A saúde pública no Rio de Janeiro faz sístoles e diástoles. Agora, por exemplo, nós avançamos um pouco na cobertura da Atenção Básica, mas em compensação os hospitais foram para o beleléu. É como se fosse um joguinho de montar, monta uma pecinha e cai a outra. Então, temos uma saúde no Rio de Janeiro que não corresponde ao que nós poderíamos ter. Tínhamos uma tradição de excelente padrão de atendimento no Rio e por que perdemos isso? É uma pergunta que tem que ser feita e uma questão que precisa ser fiscalizada. Não é possível retroceder na saúde. É muito cruel esse retrocesso. Ter quatro hospitais universitários grandes que não funcionam, isso tem que ser cobrado. Isso é muito ruim. Como vamos formar bem? Como ter qualidade? Isso compromete em pelo menos 30 anos a qualidade da saúde.
Quais são os principais problemas?
O principal problema é o dos hospitais universitários. O Rio concentra uma área grande de ciência e tecnologia. Acho que a saúde deixou de participar dessa área porque os hospitais universitários não funcionam. Como são hospitais federais, não são prioritários para o governo, para os municípios e nem para o MEC. Então, ficaram numa espécie de limbo. Mas acho que essa é a prioridade zero até porque as unidades são formadoras, são emissoras de valores simbólicos. A segunda prioridade, eu diria, é a da desprivatização. Nós temos essa tradição pública e hoje a gente tem um processo interno de privatização.
As redes federal, estadual e municipal na capital fluminense funcionam de forma igual ou uma é melhor do que a outra?
Sempre houve serviços melhores no município, no estado e em unidades federais. Percebo que isso continua, o problema é que alguns ficaram piores. Não é que tudo tenha ido para trás, o problema é que não há um ir para frente juntos. Para ir para frente se sucateia um conjunto de importantes serviços. Isso o Rio tem realizado. O Rio não tem sido capaz de cuidar de uma maneira mais articulada do sistema de saúde. Ora se prioriza a Atenção Básica, ora se prioriza o Instituto do Cérebro, ora se prioriza outra coisa que vai virar marca de campanha, marketing, mas não se fala do SUS.
O SUS ainda é um sistema bom para o Brasil?
Não tenho dúvida. Os dirigentes públicos deveriam ser atendidos no SUS. Quem é eleito, quem diz que o SUS é bom, deveria ser atendido no SUS. Não é mais possível esse certo estelionato nas plataformas eleitorais. Os candidatos dizem que está tudo bem e quando chega na hora do seu próprio atendimento eles não são atendidos no SUS. Secretário de Saúde, governador, prefeito, toda a classe política deveria ser atendida no SUS.

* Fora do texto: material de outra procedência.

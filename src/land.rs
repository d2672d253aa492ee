//! Land fertility buckets and the allocation routine shared by planting,
//! land sales and war annexation.
//!
//! Land is tracked as six ordered buckets of hectares at 100%, 80%, 60%,
//! 40% and 20% fertility plus depleted land that produces nothing until it
//! has lain fallow. The sum of the buckets is always the duchy's total land.

use rust_decimal::Decimal;
use rust_decimal_macros::dec;
use serde::{Deserialize, Serialize};

/// Number of fertility tiers, including depleted land.
pub const TIERS: usize = 6;

/// How many of the tiers count as "good" land (100%, 80%, 60%). Only good
/// land can be sold, and annexed land moves through these tiers.
pub const GOOD_TIERS: usize = 3;

/// Distribute `amount` hectares across `buckets`, returning a draw per bucket.
///
/// Greedy mode walks the buckets in order and takes `min(remaining, bucket)`
/// from each, so the best buckets are exhausted first. Proportional mode caps
/// each draw at `round(bucket / buckets_left)`, which spreads a loss across
/// tiers weighted toward whichever tier still holds the largest share; the
/// last bucket absorbs any remainder.
///
/// Asking for more than the buckets hold yields the full contents in greedy
/// mode; the deficit is dropped silently. Asking for zero yields all zeros.
pub fn allocate(buckets: &[i32], mut amount: i32, proportional: bool) -> Vec<i32> {
    debug_assert!(amount >= 0);
    debug_assert!(buckets.iter().all(|&b| b >= 0));

    let n = buckets.len();
    buckets
        .iter()
        .enumerate()
        .map(|(i, &bucket)| {
            let limit = if proportional {
                (f64::from(bucket) / (n - i) as f64).round() as i32
            } else {
                bucket
            };
            let x = amount.min(limit);
            amount = (amount - x).max(0);
            x
        })
        .collect()
}

/// The duchy's land, bucketed by fertility tier, best tier first.
#[derive(Debug, Clone, Copy, PartialEq, Eq, Serialize, Deserialize)]
pub struct LandBuckets(pub [i32; TIERS]);

impl LandBuckets {
    /// Total hectares across all tiers.
    pub fn total(&self) -> i32 {
        self.0.iter().sum()
    }

    /// Hectares of sellable land (the three best tiers).
    pub fn good_land(&self) -> i32 {
        self.0[..GOOD_TIERS].iter().sum()
    }

    /// Bought land arrives as 60% land; whoever sold it farmed it.
    pub fn buy(&mut self, amount: i32) {
        self.0[2] += amount;
    }

    /// Sell land, drawn from the good tiers starting at 60% and working up
    /// to the 100% land, so the best land is parted with last.
    pub fn sell(&mut self, amount: i32) {
        let reversed: Vec<i32> = self.0[..GOOD_TIERS].iter().rev().copied().collect();
        let draws = allocate(&reversed, amount, false);
        for (i, drawn) in draws.iter().rev().enumerate() {
            self.0[i] -= drawn;
        }
    }

    /// Choose which hectares to plant, best tiers first. Returns the per-tier
    /// sown areas without mutating the buckets; pass the result to
    /// [`LandBuckets::rotate`] once the harvest is settled.
    pub fn sow(&self, farmed: i32) -> [i32; TIERS] {
        let mut sown = [0; TIERS];
        sown.copy_from_slice(&allocate(&self.0, farmed, false));
        sown
    }

    /// Fertility-weighted planted area: each productive tier contributes at
    /// its percentage, depleted land contributes nothing.
    pub fn weighted_area(sown: &[i32; TIERS]) -> Decimal {
        sown[..TIERS - 1]
            .iter()
            .enumerate()
            .map(|(i, &area)| Decimal::from(area) * (dec!(1.0) - dec!(0.2) * Decimal::from(i as i32)))
            .sum()
    }

    /// End-of-year crop rotation. Planted land drops one fertility tier
    /// (20% land becomes depleted), while fallow land recovers: fallow good
    /// land pools at 100%, and fallow 40%/20%/depleted land each climb a tier.
    pub fn rotate(&mut self, sown: &[i32; TIERS]) {
        let b = &self.0;
        let fallow: Vec<i32> = b.iter().zip(sown).map(|(a, s)| a - s).collect();
        self.0 = [
            fallow[0] + fallow[1] + fallow[2],
            sown[0] + fallow[3],
            sown[1] + fallow[4],
            sown[2] + fallow[5],
            sown[3],
            sown[4] + sown[5],
        ];
    }

    /// Apply a war's land delta. Gains are split equally across the good
    /// tiers (later tiers absorb the rounding remainder); losses are drawn
    /// proportionally from the good tiers.
    pub fn annex(&mut self, delta: i32) {
        if delta >= 0 {
            let mut remaining = delta;
            for i in 0..GOOD_TIERS {
                let share = (f64::from(remaining) / (GOOD_TIERS - i) as f64).round() as i32;
                self.0[i] += share;
                remaining -= share;
            }
            debug_assert_eq!(remaining, 0);
        } else {
            let mut remaining = -delta;
            let draws = allocate(&self.0[..GOOD_TIERS], remaining, true);
            for (i, drawn) in draws.iter().enumerate() {
                self.0[i] -= drawn;
                remaining -= drawn;
            }
            // The proportional pass comes up short when little good land is
            // left; the rest is taken wherever it stands.
            for bucket in self.0.iter_mut() {
                let x = remaining.min(*bucket);
                *bucket -= x;
                remaining -= x;
            }
            debug_assert_eq!(remaining, 0);
        }
    }
}

#[cfg(test)]
mod tests {
    use super::*;

    #[test]
    fn greedy_allocate_exhausts_left_to_right() {
        assert_eq!(allocate(&[1, 0, 0], 1, false), vec![1, 0, 0]);
        assert_eq!(allocate(&[0, 1, 0], 1, false), vec![0, 1, 0]);
        assert_eq!(allocate(&[0, 0, 1], 1, false), vec![0, 0, 1]);
        assert_eq!(allocate(&[1, 0, 0], 2, false), vec![1, 0, 0]);
        assert_eq!(allocate(&[1, 1, 0], 2, false), vec![1, 1, 0]);
        assert_eq!(allocate(&[1, 1, 0], 1, false), vec![1, 0, 0]);
        assert_eq!(allocate(&[2, 0, 0], 1, false), vec![1, 0, 0]);
        assert_eq!(allocate(&[1, 0, 1], 2, false), vec![1, 0, 1]);
        assert_eq!(allocate(&[10, 10, 10], 30, false), vec![10, 10, 10]);
        assert_eq!(allocate(&[10, 10, 9], 30, false), vec![10, 10, 9]);
        assert_eq!(allocate(&[10, 10, 10], 29, false), vec![10, 10, 9]);
    }

    #[test]
    fn allocate_zero_and_empty_buckets() {
        assert_eq!(allocate(&[1, 0, 0], 0, false), vec![0, 0, 0]);
        assert_eq!(allocate(&[0, 0, 0], 1, false), vec![0, 0, 0]);
        assert_eq!(allocate(&[0, 0, 0], 1, true), vec![0, 0, 0]);
    }

    #[test]
    fn proportional_allocate_reference_case() {
        assert_eq!(allocate(&[10, 10, 10], 15, true), vec![3, 5, 7]);
    }

    #[test]
    fn allocate_conserves_and_respects_capacity() {
        let cases: &[(&[i32], i32)] = &[
            (&[216, 200, 184, 0, 0, 0], 768),
            (&[216, 200, 184, 0, 0, 0], 600),
            (&[5, 0, 12, 3], 14),
            (&[7], 100),
        ];
        for &(buckets, amount) in cases {
            let draws = allocate(buckets, amount, false);
            let total: i32 = buckets.iter().sum();
            assert_eq!(draws.iter().sum::<i32>(), amount.min(total));
            for (d, b) in draws.iter().zip(buckets) {
                assert!(d <= b);
            }
        }
    }

    #[test]
    fn sell_comes_from_worst_good_land_first() {
        let mut buckets = LandBuckets([216, 200, 184, 0, 0, 0]);
        buckets.sell(200);
        assert_eq!(buckets.0, [216, 184, 0, 0, 0, 0]);
        assert_eq!(buckets.total(), 400);
    }

    #[test]
    fn rotation_depletes_sown_and_recovers_fallow() {
        let buckets = LandBuckets([216, 200, 184, 0, 0, 0]);
        let sown = buckets.sow(384);
        assert_eq!(sown, [216, 168, 0, 0, 0, 0]);

        let mut rotated = buckets;
        rotated.rotate(&sown);
        // 32 HA of 80% land and all the 60% land lay fallow and pool at 100%.
        assert_eq!(rotated.0, [216, 216, 168, 0, 0, 0]);
        assert_eq!(rotated.total(), 600);
    }

    #[test]
    fn weighted_area_discounts_poorer_tiers() {
        let sown = [100, 100, 0, 0, 50, 0];
        assert_eq!(LandBuckets::weighted_area(&sown), dec!(190.0));
    }

    #[test]
    fn annex_gain_splits_across_good_tiers() {
        let mut buckets = LandBuckets([100, 100, 100, 0, 0, 0]);
        buckets.annex(100);
        assert_eq!(buckets.0, [133, 134, 133, 0, 0, 0]);
        assert_eq!(buckets.total(), 400);
    }

    #[test]
    fn annex_loss_is_proportional() {
        let mut buckets = LandBuckets([10, 10, 10, 0, 0, 0]);
        buckets.annex(-15);
        assert_eq!(buckets.0, [7, 5, 3, 0, 0, 0]);
        assert_eq!(buckets.total(), 15);
    }
}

Pacientes estão recorrendo à Justiça para obter atendimento ou remédios. É um sintoma de sistema doente?
A judicialização da saúde é uma anomalia porque se tudo funcionasse bem não haveria isso. É um sintoma, tem que ser tratado. O que está judicializado? Primeiro, cobertura de planos de saúde, e segundo, cobertura do SUS. No caso de medicamentos, isso muitas vezes ocorre de maneira perversa, pois alguns medicamentos sequer foram aprovados pela Anvisa e temos que pagar sem ter a efetividade comprovada. A indústria farmacêutica se vale desse mecanismo para empurrar goela abaixo do SUS um conjunto de gastos que não deveria ocorrer.

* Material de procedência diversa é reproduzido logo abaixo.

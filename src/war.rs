//! War resolution: strength computation, the optional pre-war first strike,
//! and the campaign that settles casualties, annexed land and captured grain.
//!
//! A [`War`] is a single-use value. Construct it when a rival duke threatens,
//! optionally let the duke attempt one first strike, then run `campaign`
//! exactly once. Afterwards the fields are read-only results; the caller owns
//! the world state and applies the deltas itself.

/// Annexed land above this means the enemy's whole realm was absorbed.
const LANDSLIDE_LAND: i32 = 399;
/// Peasants gained from a landslide (negative casualties).
const LANDSLIDE_CASUALTIES: i32 = -47;
/// Grain seized in a landslide, replacing the usual capture formula.
const LANDSLIDE_GRAIN: i32 = 3513;
/// Hire price per mercenary in hectolitres of grain.
pub const MERCENARY_RATE: i32 = 40;
/// One mercenary fights like this many peasants.
const MERCENARY_STRENGTH: i32 = 7;

fn round(x: f64) -> i32 {
    // f64::round is round-half-away-from-zero, which the casualty and
    // annexation figures depend on.
    x.round() as i32
}

/// A single conflict with a neighbouring duchy.
///
/// Outcomes are reported through fields rather than errors: `ceasefire`,
/// `won`, `landslide`, and for a catastrophic defeat the magnitude of
/// `annexed` alone (the caller compares it against two thirds of its land).
#[derive(Debug, Clone)]
pub struct War {
    /// Attacking strength. A failed first strike leaves this higher than it
    /// started; a successful one ends the war instead.
    pub away: i32,
    /// Defending strength, fixed at construction.
    pub home: i32,
    /// Defender deaths so far. Never exceeds the population; negative after
    /// a landslide, when absorbed enemy peasants join the duchy.
    pub casualties: i32,
    /// Signed land delta: positive hectares gained, negative lost.
    pub annexed: i32,
    /// Grain seized from the enemy granary on victory.
    pub captured_grain: i32,
    /// Peasants lost to looters when the sacking got out of hand.
    pub looting_victims: i32,
    /// Grain owed to the mercenaries, win or lose.
    pub mercenary_pay: i32,
    /// Resentment stirred up by this war.
    pub resentment: i32,
    pub won: bool,
    pub landslide: bool,
    pub ceasefire: bool,
    population: i32,
}

impl War {
    /// Size up both sides. `enemy_strength` is a bounded random roll in
    /// `1..=9` standing in for the rival duchy's size; `resentment` feeds the
    /// peasants' fighting spirit, which drops as they grow restless and can
    /// go negative under extreme discontent.
    pub fn new(enemy_strength: i32, population: i32, resentment: i32, mercenaries: i32) -> Self {
        debug_assert!(population >= 0);
        debug_assert!(mercenaries >= 0);

        let fighting_spirit = 1.2 - f64::from(resentment) / 16.0;
        let away = round(f64::from(enemy_strength * 18 + 85) * 1.95);
        let levy = round(f64::from(population) * fighting_spirit);
        let home = round(f64::from(levy + mercenaries * MERCENARY_STRENGTH + 13) * 1.95);

        War {
            away,
            home,
            casualties: 0,
            annexed: 0,
            captured_grain: 0,
            looting_victims: 0,
            mercenary_pay: 0,
            resentment: 0,
            won: false,
            landslide: false,
            ceasefire: false,
            population,
        }
    }

    /// A pre-emptive raid before the armies meet. `desperation` measures how
    /// hungry the rival duchies are this year (at least 2), `roll` is a
    /// bounded random sample in `1..=9`.
    ///
    /// If the raid saps the attacker below the point worth fighting for, the
    /// rival sues for peace: `ceasefire` is set, with token casualties and
    /// the resentment of peasants dragged out to skirmish. A failed raid
    /// costs the same token casualties and emboldens the attacker, whose
    /// strength ends strictly above where it started.
    pub fn first_strike(&mut self, desperation: i32, roll: i32) {
        let before = self.away;
        let strike = roll * desperation * 6;
        self.away -= strike;

        self.casualties = roll;
        if self.away <= 0 || self.away < 85 * desperation {
            self.ceasefire = true;
            self.resentment = roll * desperation;
        } else {
            self.away = before + strike / 2;
        }
    }

    /// Fight the war and finalize the outcome. Call once; afterwards every
    /// field is stable. If a first strike already forced a ceasefire this
    /// only settles the mercenary pay.
    ///
    /// `granary_grain` is the duchy's grain at the war's outbreak; a victory
    /// decisive enough relative to it means the enemy granary was sacked,
    /// and the less grain there was to loot the more peasants the looters
    /// turned on.
    pub fn campaign(&mut self, mercenaries: i32, granary_grain: i32) -> bool {
        self.mercenary_pay = MERCENARY_RATE * mercenaries;
        if self.ceasefire {
            return false;
        }

        self.won = self.home > self.away;
        let fresh = round(
            f64::from(self.away - mercenaries * 4 - round(f64::from(self.home) * 0.25)) / 10.0,
        );
        self.casualties = (self.casualties + fresh.max(0)).min(self.population);
        self.annexed = round(f64::from(self.home - self.away) * 0.8);

        if self.won {
            if self.annexed > LANDSLIDE_LAND {
                self.landslide = true;
                self.casualties = LANDSLIDE_CASUALTIES;
                self.captured_grain = LANDSLIDE_GRAIN;
            } else {
                self.captured_grain = round(f64::from(self.annexed) * 1.7);
                if (self.home - self.away) * 8 > granary_grain {
                    self.looting_victims =
                        round(f64::from(1200 - granary_grain) / 80.0).max(0);
                }
            }
        }

        self.resentment = 2 * self.casualties;
        self.won
    }
}

#[cfg(test)]
mod tests {
    use super::*;

    #[test]
    fn outcome_threshold_by_population() {
        // For each enemy strength roll the win/lose boundary is a fixed
        // population, rising 15 peasants per point of enemy strength.
        let thresholds = [
            (1, 76),
            (2, 91),
            (3, 106),
            (4, 121),
            (5, 136),
            (6, 151),
            (7, 166),
            (8, 181),
            (9, 196),
        ];
        for (enemy_strength, threshold) in thresholds {
            for population in 33..200 {
                let mut war = War::new(enemy_strength, population, 0, 0);
                let won = war.campaign(0, 4000);
                assert_eq!(
                    won,
                    population >= threshold,
                    "roll {} population {}",
                    enemy_strength,
                    population
                );
            }
        }
    }

    #[test]
    fn resentment_affects_outcome() {
        // Third dimension: restless peasants fight poorly.
        for resentment in -100..89 {
            let mut war = War::new(5, 100, resentment, 0);
            let won = war.campaign(0, 4000);
            assert_eq!(won, resentment <= -7, "resentment {}", resentment);
        }
    }

    #[test]
    fn resentment_never_raises_home_strength() {
        let mut previous = i32::MAX;
        for resentment in -50..=100 {
            let war = War::new(5, 150, resentment, 10);
            assert!(war.home <= previous);
            previous = war.home;
        }
    }

    #[test]
    fn landslide_victory() {
        let mut war = War::new(1, 200, -20, 50);
        let won = war.campaign(50, 10_000);
        assert!(won);
        assert!(war.landslide);
        assert_eq!(war.casualties, -47);
        assert_eq!(war.captured_grain, 3513);
        assert_eq!(war.looting_victims, 0);
        assert_eq!(war.mercenary_pay, 2000);
    }

    #[test]
    fn first_strike_can_force_ceasefire() {
        let mut war = War::new(1, 200, -20, 0);
        war.first_strike(2, 3);
        assert!(war.ceasefire);
        assert_eq!(war.casualties, 3);
        assert_eq!(war.resentment, 6);

        // Campaign afterwards only settles the mercenary bill.
        let won = war.campaign(5, 4000);
        assert!(!won);
        assert_eq!(war.annexed, 0);
        assert_eq!(war.casualties, 3);
        assert_eq!(war.mercenary_pay, 200);
    }

    #[test]
    fn failed_first_strike_emboldens_the_enemy() {
        for roll in 1..=9 {
            for desperation in 2..=9 {
                let mut war = War::new(9, 250, 0, 20);
                let before = war.away;
                war.first_strike(desperation, roll);
                if !war.ceasefire {
                    assert!(war.away > before, "roll {} desperation {}", roll, desperation);
                }
            }
        }
    }

    #[test]
    fn casualties_never_exceed_population() {
        let mut war = War::new(9, 40, 80, 0);
        war.campaign(0, 500);
        assert!(!war.won);
        assert!(war.casualties <= 40);
        assert!(war.casualties >= 0);
        assert_eq!(war.resentment, 2 * war.casualties);
    }

    #[test]
    fn campaign_fields_are_consistent() {
        let mut war = War::new(4, 150, 10, 5);
        let won = war.campaign(5, 3000);
        assert_eq!(won, war.won);
        assert_eq!(war.won, war.home > war.away);
        assert_eq!(war.mercenary_pay, 5 * MERCENARY_RATE);
        assert_eq!(war.resentment, 2 * war.casualties);
        if war.won {
            assert!(war.annexed > 0);
        } else {
            assert!(war.annexed <= 0);
            assert_eq!(war.captured_grain, 0);
            assert_eq!(war.looting_victims, 0);
        }
    }

    #[test]
    fn looting_victims_decrease_with_grain_on_hand() {
        // Same decisive victory, ever fuller granary: victims never increase.
        let mut previous = i32::MAX;
        for grain in (0..2000).step_by(200) {
            let mut war = War::new(1, 268, 0, 0);
            let won = war.campaign(0, grain);
            assert!(won);
            assert!(!war.landslide, "grain {}", grain);
            assert!(war.looting_victims <= previous);
            assert!(war.looting_victims >= 0);
            previous = war.looting_victims;
        }
    }
}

Isso tende a terminar ou a crescer?
Há mais de 20 anos está assim. O número de ações judiciais não muda. Ou seja, a judicialização se tornou uma porta de acesso para os serviços de saúde, infelizmente.
As Unidades de Pronto Atendimento (UPAs) são importantes?

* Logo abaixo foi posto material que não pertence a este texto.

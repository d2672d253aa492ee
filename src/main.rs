use std::process;

use log::{error, info};

use dukedom_model::cli::{self, CliArgs, Command};
use dukedom_model::events::EventLogger;
use dukedom_model::game::step;
use dukedom_model::report::GameReport;
use dukedom_model::scenario::{Scenario, create_standard_scenarios};
use dukedom_model::strategies::create_steward;
use dukedom_model::ui::run_ui;

fn main() {
    env_logger::init();

    let args = match cli::parse_args() {
        Ok(args) => args,
        Err(err) => {
            eprintln!("Error parsing arguments: {}", err);
            process::exit(1);
        }
    };

    match args.command.clone() {
        Command::Run => run(args),
        Command::Ui { file } => {
            if let Err(err) = run_ui(&file.to_string_lossy()) {
                eprintln!("UI error: {}", err);
                process::exit(1);
            }
        }
    }
}

fn load_scenario(args: &CliArgs) -> Scenario {
    let mut scenario = if let Some(path) = &args.scenario_file {
        match Scenario::load_from_file(path) {
            Ok(scenario) => scenario,
            Err(err) => {
                eprintln!("Failed to load scenario from {}: {}", path.display(), err);
                process::exit(1);
            }
        }
    } else {
        let scenarios = create_standard_scenarios();
        match scenarios.iter().find(|s| s.name == args.scenario_name) {
            Some(scenario) => scenario.clone(),
            None => {
                eprintln!("Unknown scenario '{}'. Available:", args.scenario_name);
                for s in &scenarios {
                    eprintln!("  {} - {}", s.name, s.description);
                }
                process::exit(1);
            }
        }
    };

    cli::apply_overrides(&mut scenario, args);
    if let Err(err) = scenario.validate() {
        eprintln!("Invalid scenario: {}", err);
        process::exit(1);
    }
    scenario
}

fn run(args: CliArgs) {
    let scenario = load_scenario(&args);

    let seed = scenario
        .parameters
        .random_seed
        .unwrap_or_else(rand::random);
    info!("scenario '{}', seed {}", scenario.name, seed);

    let mut sampler = scenario.parameters.sampler.build(seed);
    let mut steward = match create_steward(&args.steward) {
        Some(steward) => steward,
        None => {
            eprintln!(
                "Unknown steward '{}'. Available: interactive, caretaker, expansionist",
                args.steward
            );
            process::exit(1);
        }
    };

    let mut state = scenario.duchy.clone().into_state();
    let mut events = EventLogger::new();

    if !args.quiet {
        println!("D U K E D O M\n");
        println!("{}", scenario.description);
    }
    if args.show_ledgers() {
        println!("\nThe chamberlain reports on the year just past:");
        print!("{}", GameReport::year_zero().render(&state.buckets));
    }

    let outcome = loop {
        if state.year >= scenario.parameters.years {
            break None;
        }
        if !args.quiet {
            println!(
                "\nYear {} Peasants {} Land {} Grain {}",
                state.year + 1,
                state.peasants,
                state.land,
                state.grain
            );
        }
        match step(
            &mut state,
            sampler.as_mut(),
            steward.as_mut(),
            &mut events,
        ) {
            Ok(report) => {
                if args.show_ledgers() {
                    print!("{}", report.render(&state.buckets));
                }
            }
            Err(end) => break Some(end),
        }
    };

    match outcome {
        Some(end) => {
            println!("\n{}", end);
            error!("reign ended in year {}: {:?}", state.year, end);
        }
        None => {
            println!(
                "\nYour reign of {} years is over.\n\
                 You leave {} peasants, {} HA. of land\n\
                 and {} HL. of grain to your heir.",
                state.year, state.peasants, state.land, state.grain
            );
        }
    }

    let output = args
        .output_file
        .unwrap_or_else(|| std::path::PathBuf::from("dukedom_events.json"));
    match events.save_to_file(&output.to_string_lossy()) {
        Ok(()) => {
            if !args.quiet {
                println!("\nChronicle written to {}", output.display());
            }
        }
        Err(err) => eprintln!("Failed to write chronicle: {}", err),
    }
}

Não. Nós avisamos que ia dar errado e deu errado. As UPAs hoje são um problema, porque elas retêm os pacientes. O paciente não consegue encontrar vaga em hospital e morre na UPA.
O que falta para melhorar a saúde?
Falta planejamento. Falta saber quanto precisa, quem vai investir, onde direcionar os investimentos, pensar o futuro.